Episcopalians in the US state of Michigan have passed a controversial resolution at their annual convention, calling for stiffer gun control laws.
At their 180th convention last week in Lansing, they voted to approve a resolution calling for universal background checks on all gun purchases, a ban on all sales of semi-automatic weapons, high-impact ammunition and high-capacity ammunition magazines, and making gun trafficking a federal crime.
The move has no direct impact on state policy, but it indicates the direction of travel among Episcopalians and other mainline denominations, which have become increasingly critical of America's liberal gun laws in the wake of recent shootings.
The resolution states: "We...stand for public policies to ban violence and assault weapons. Access to guns with rapid fire ability and high capacity magazines are a common, deadly ingredient in...repeated killings."

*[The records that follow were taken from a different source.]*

//! Ticket storage trait and request/error types.

use thiserror::Error;

use crate::audit::AuditError;
use crate::ticket::{
    Intent, LeaseConfig, Priority, Ticket, TicketState, MAX_SUMMARY_LEN, MAX_TTL_SECONDS,
};

/// Error type for ticket operations.
#[derive(Debug, Error)]
pub enum TicketError {
    /// Ticket not found.
    #[error("Ticket not found: {0}")]
    NotFound(String),

    /// Requested transition is not permitted from the ticket's current state.
    #[error("Invalid transition for ticket {ticket_id}: {from} -> {to}")]
    InvalidTransition {
        ticket_id: String,
        from: TicketState,
        to: TicketState,
    },

    /// Malformed input to `create`.
    #[error("Validation error: {0}")]
    Validation(String),

    /// Database error.
    #[error("Database error: {0}")]
    Database(String),

    /// Event log error.
    #[error(transparent)]
    Audit(#[from] AuditError),
}

/// Request to create a new ticket.
#[derive(Debug, Clone)]
pub struct CreateTicketRequest {
    /// Requesting agent identity (`agent:` or `system:` namespace).
    pub from: String,
    /// Responsible human identity (`human:` namespace).
    pub to: String,
    /// The proposed action.
    pub intent: Intent,
    /// Optional content pin the decision is bound to.
    pub artifact: Option<serde_json::Map<String, serde_json::Value>>,
    /// Deadline policy.
    pub lease: LeaseConfig,
    /// Risk estimate in [0, 1].
    pub risk: f64,
    /// Priority for inbox ordering.
    pub priority: Priority,
}

impl CreateTicketRequest {
    /// Create a request with default lease, risk 0 and normal priority.
    pub fn new(from: impl Into<String>, to: impl Into<String>, intent: Intent) -> Self {
        Self {
            from: from.into(),
            to: to.into(),
            intent,
            artifact: None,
            lease: LeaseConfig::default(),
            risk: 0.0,
            priority: Priority::Normal,
        }
    }

    pub fn with_lease(mut self, lease: LeaseConfig) -> Self {
        self.lease = lease;
        self
    }

    pub fn with_risk(mut self, risk: f64) -> Self {
        self.risk = risk;
        self
    }

    pub fn with_priority(mut self, priority: Priority) -> Self {
        self.priority = priority;
        self
    }

    pub fn with_artifact(
        mut self,
        artifact: serde_json::Map<String, serde_json::Value>,
    ) -> Self {
        self.artifact = Some(artifact);
        self
    }

    /// Validate the request against the protocol schema rules.
    pub fn validate(&self) -> Result<(), TicketError> {
        if !is_namespaced_id(&self.to, &["human"]) {
            return Err(TicketError::Validation(format!(
                "'to' must be a human identity (human:<name>), got '{}'",
                self.to
            )));
        }
        if !is_namespaced_id(&self.from, &["agent", "system"]) {
            return Err(TicketError::Validation(format!(
                "'from' must be an agent or system identity, got '{}'",
                self.from
            )));
        }
        if self.intent.kind.is_empty() {
            return Err(TicketError::Validation(
                "intent kind must not be empty".to_string(),
            ));
        }
        if self.intent.summary.is_empty() || self.intent.summary.len() > MAX_SUMMARY_LEN {
            return Err(TicketError::Validation(format!(
                "intent summary must be 1..={MAX_SUMMARY_LEN} characters"
            )));
        }
        if !(0.0..=1.0).contains(&self.risk) {
            return Err(TicketError::Validation(format!(
                "risk must be in [0, 1], got {}",
                self.risk
            )));
        }
        if self.lease.ttl_seconds == 0 || self.lease.ttl_seconds > MAX_TTL_SECONDS {
            return Err(TicketError::Validation(format!(
                "lease ttl_seconds must be in 1..={MAX_TTL_SECONDS}, got {}",
                self.lease.ttl_seconds
            )));
        }
        Ok(())
    }
}

/// `namespace:[a-z0-9_-]+` with one of the accepted namespaces.
fn is_namespaced_id(id: &str, namespaces: &[&str]) -> bool {
    let Some((ns, name)) = id.split_once(':') else {
        return false;
    };
    namespaces.contains(&ns)
        && !name.is_empty()
        && name
            .chars()
            .all(|c| c.is_ascii_lowercase() || c.is_ascii_digit() || c == '_' || c == '-')
}

/// Trait for ticket storage backends.
///
/// Implementations must make `update_state` an atomic single-row write;
/// that is the only durability contract the engine relies on for tickets.
pub trait TicketStore: Send + Sync {
    /// Persist a new ticket in `Pending` state, allocating its id.
    fn create(&self, request: CreateTicketRequest) -> Result<Ticket, TicketError>;

    /// Get a ticket by ID.
    fn get(&self, id: &str) -> Result<Option<Ticket>, TicketError>;

    /// Write a ticket's state, refreshing `updated_at`.
    fn update_state(&self, id: &str, new_state: TicketState) -> Result<Ticket, TicketError>;

    /// Tickets addressed to `human_id` still awaiting a disposition
    /// (`Pending`, `Delivered` or `Acked`), most recent first.
    fn list_pending(&self, human_id: &str) -> Result<Vec<Ticket>, TicketError>;

    /// All tickets, most recent first.
    fn list_all(&self) -> Result<Vec<Ticket>, TicketError>;
}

It says that the "Episcopal Church supports the US Constitution's protections of the rights of law-abiding citizens to keep and bear arms," but adds that "wholesale murder is made possible because those without proper moral guide have easy access to these assault weapons."

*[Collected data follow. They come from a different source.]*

//! Swagger UI page.
//!
//! [`SwaggerUi`] renders a standalone HTML page that loads Swagger UI from a
//! CDN and points it at the document served next to it, under
//! `<path>/swagger.json`.
//!
//! ```rust
//! use routedoc_docs::{Info, Swagger, SwaggerUi};
//!
//! let doc = Swagger::new(Info {
//!     title: "Pets".to_string(),
//!     version: "1.0.0".to_string(),
//!     description: None,
//! });
//! let ui = SwaggerUi::new("/docs", &doc);
//!
//! assert_eq!(ui.spec_path(), "/docs/swagger.json");
//! assert!(ui.html().contains("/docs/swagger.json"));
//! ```

use serde::{Deserialize, Serialize};

use crate::error::DocsResult;
use crate::swagger::Swagger;

/// Swagger UI release loaded from the CDN unless overridden.
pub const DEFAULT_SWAGGER_UI_VERSION: &str = "5.18.2";

/// Swagger UI page for one document.
#[derive(Debug, Clone)]
pub struct SwaggerUi {
    path: String,
    spec: Swagger,
    title: String,
    deep_linking: bool,
    doc_expansion: DocExpansion,
    display_request_duration: bool,
    swagger_version: String,
}

/// How far operations are expanded when the page opens.
#[derive(Debug, Clone, Copy, Default, PartialEq, Eq, Serialize, Deserialize)]
#[serde(rename_all = "lowercase")]
pub enum DocExpansion {
    /// Everything collapsed.
    None,
    /// Tags expanded, operations collapsed.
    #[default]
    List,
    /// Everything expanded.
    Full,
}

impl DocExpansion {
    fn as_str(self) -> &'static str {
        match self {
            Self::None => "none",
            Self::List => "list",
            Self::Full => "full",
        }
    }
}

impl SwaggerUi {
    /// Creates the page for `spec`, served under `path`.
    #[must_use]
    pub fn new(path: impl Into<String>, spec: &Swagger) -> Self {
        Self {
            path: path.into(),
            title: format!("{} - Swagger UI", spec.info.title),
            spec: spec.clone(),
            deep_linking: true,
            doc_expansion: DocExpansion::default(),
            display_request_duration: true,
            swagger_version: DEFAULT_SWAGGER_UI_VERSION.to_string(),
        }
    }

    /// Sets the page title.
    #[must_use]
    pub fn title(mut self, title: impl Into<String>) -> Self {
        self.title = title.into();
        self
    }

    /// Enables or disables deep linking.
    #[must_use]
    pub fn deep_linking(mut self, enabled: bool) -> Self {
        self.deep_linking = enabled;
        self
    }

    /// Sets the expansion level.
    #[must_use]
    pub fn doc_expansion(mut self, expansion: DocExpansion) -> Self {
        self.doc_expansion = expansion;
        self
    }

    /// Enables or disables the request duration display.
    #[must_use]
    pub fn display_request_duration(mut self, enabled: bool) -> Self {
        self.display_request_duration = enabled;
        self
    }

    /// Pins the Swagger UI release.
    #[must_use]
    pub fn swagger_version(mut self, version: impl Into<String>) -> Self {
        self.swagger_version = version.into();
        self
    }

    /// Path the page is served under.
    pub fn path(&self) -> &str {
        &self.path
    }

    /// Path of the JSON document the page loads.
    pub fn spec_path(&self) -> String {
        format!("{}/swagger.json", self.path.trim_end_matches('/'))
    }

    /// The document as pretty JSON, to serve at [`SwaggerUi::spec_path`].
    pub fn spec_json(&self) -> DocsResult<String> {
        self.spec.to_json()
    }

    /// Renders the page.
    pub fn html(&self) -> String {
        format!(
            r##"<!DOCTYPE html>
<html lang="en">
<head>
    <meta charset="UTF-8">
    <title>{title}</title>
    <link rel="stylesheet" href="https://unpkg.com/swagger-ui-dist@{version}/swagger-ui.css" />
    <style>body {{ margin: 0; }}</style>
</head>
<body>
    <div id="swagger-ui"></div>
    <script src="https://unpkg.com/swagger-ui-dist@{version}/swagger-ui-bundle.js"></script>
    <script>
        window.onload = function() {{
            window.ui = SwaggerUIBundle({{
                url: {spec_url},
                dom_id: "#swagger-ui",
                deepLinking: {deep_linking},
                docExpansion: "{doc_expansion}",
                displayRequestDuration: {display_duration},
                presets: [SwaggerUIBundle.presets.apis]
            }});
        }};
    </script>
</body>
</html>"##,
            title = html_escape(&self.title),
            version = html_escape(&self.swagger_version),
            spec_url = js_string(&self.spec_path()),
            deep_linking = self.deep_linking,
            doc_expansion = self.doc_expansion.as_str(),
            display_duration = self.display_request_duration,
        )
    }
}

fn html_escape(s: &str) -> String {
    s.replace('&', "&amp;")
        .replace('<', "&lt;")
        .replace('>', "&gt;")
        .replace('"', "&quot;")
        .replace('\'', "&#x27;")
}

/// Quotes a value as a JavaScript string literal safe inside `<script>`.
fn js_string(s: &str) -> String {
    serde_json::Value::from(s).to_string().replace("</", "<\\/")
}

#[cfg(test)]
mod tests {
    use super::*;
    use crate::swagger::Info;

    fn spec() -> Swagger {
        Swagger::new(Info {
            title: "Test API".to_string(),
            version: "1.0.0".to_string(),
            description: None,
        })
    }

    #[test]
    fn test_swagger_ui_paths() {
        let ui = SwaggerUi::new("/docs", &spec());
        assert_eq!(ui.path(), "/docs");
        assert_eq!(ui.spec_path(), "/docs/swagger.json");

        let ui = SwaggerUi::new("/docs/", &spec());
        assert_eq!(ui.spec_path(), "/docs/swagger.json");
    }

    #[test]
    fn test_swagger_ui_html() {
        let html = SwaggerUi::new("/docs", &spec()).html();
        assert!(html.contains("<!DOCTYPE html>"));
        assert!(html.contains("Test API - Swagger UI"));
        assert!(html.contains(r#"url: "/docs/swagger.json""#));
        assert!(html.contains(r#"docExpansion: "list""#));
        assert!(html.contains(DEFAULT_SWAGGER_UI_VERSION));
    }

    #[test]
    fn test_swagger_ui_options() {
        let html = SwaggerUi::new("/docs", &spec())
            .title("<Pets>")
            .deep_linking(false)
            .doc_expansion(DocExpansion::Full)
            .display_request_duration(false)
            .swagger_version("5.0.0")
            .html();

        assert!(html.contains("&lt;Pets&gt;"));
        assert!(html.contains("deepLinking: false"));
        assert!(html.contains(r#"docExpansion: "full""#));
        assert!(html.contains("displayRequestDuration: false"));
        assert!(html.contains("swagger-ui-dist@5.0.0"));
    }

    #[test]
    fn test_swagger_ui_spec_json() {
        let json = SwaggerUi::new("/docs", &spec()).spec_json().unwrap();
        assert!(json.contains("\"swagger\": \"2.0\""));
        assert!(json.contains("Test API"));
    }

    #[test]
    fn test_swagger_ui_spec_url_is_a_script_string() {
        let html = SwaggerUi::new("/a&b's", &spec()).html();
        assert!(html.contains(r#"url: "/a&b's/swagger.json""#));
        assert!(!html.contains("&amp;b"));

        let html = SwaggerUi::new(r#"/x"</script>"#, &spec()).html();
        assert!(html.contains(r#"url: "/x\"<\/script>/swagger.json""#));
        assert_eq!(html.matches("</script>").count(), 2);
    }

    #[test]
    fn test_html_escape() {
        assert_eq!(html_escape("<script>"), "&lt;script&gt;");
        assert_eq!(html_escape("a & b"), "a &amp; b");
        assert_eq!(html_escape("'x'"), "&#x27;x&#x27;");
    }

    #[test]
    fn test_doc_expansion_serde() {
        let expansion: DocExpansion = serde_json::from_str("\"none\"").unwrap();
        assert_eq!(expansion, DocExpansion::None);
        assert_eq!(DocExpansion::Full.as_str(), "full");
    }
}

It urges that lawmakers "advocate for public policy and adequate funding to provide community-based services, hospital care and research into the causes and treatment of mental illness".
While the resolution passed with a clear majority, it provoked intense debate among delegates at the conference, with conservative voices arguing that the Church should focus on core Gospel issues. "I think there is a heartfelt desire by all of the Church to keep people safe from violence," said Rev Steven Kelly, rector of St John's Episcopal Church in Detroit, who opposed the resolution. "However, most of those who intend violence are going to get weapons anyways, no matter what kind of legislation we pass."
He said that Episcopal leaders focused too much on a social agenda, adding: "The people in my congregation don't want to hear a social gospel. They want to hear about grace and forgiveness and salvation, so they can go out and do the right things, rather than have something new foisted upon them every week."
Another delegate, Dennis Lennox, spoke against the resolution and said that he was accused of promoting the views of the National Rifle Association (NRA) which campaigns against gun control. He said he was called a "radical with an extreme NRA agenda".
He said: "Passing an inherently political resolution...does absolutely nothing to proclaim the glory of God and bring new people to the pews of churches."
However, another delegate, Rev Chris Yaw, said: "We work to bring God's peace to the world. God's kingdom is not of violence; it's of peace."
The row illustrates another front in America's 'culture wars' between social liberals and conservatives, which is played out in Church councils and synods as well as at the ballot box.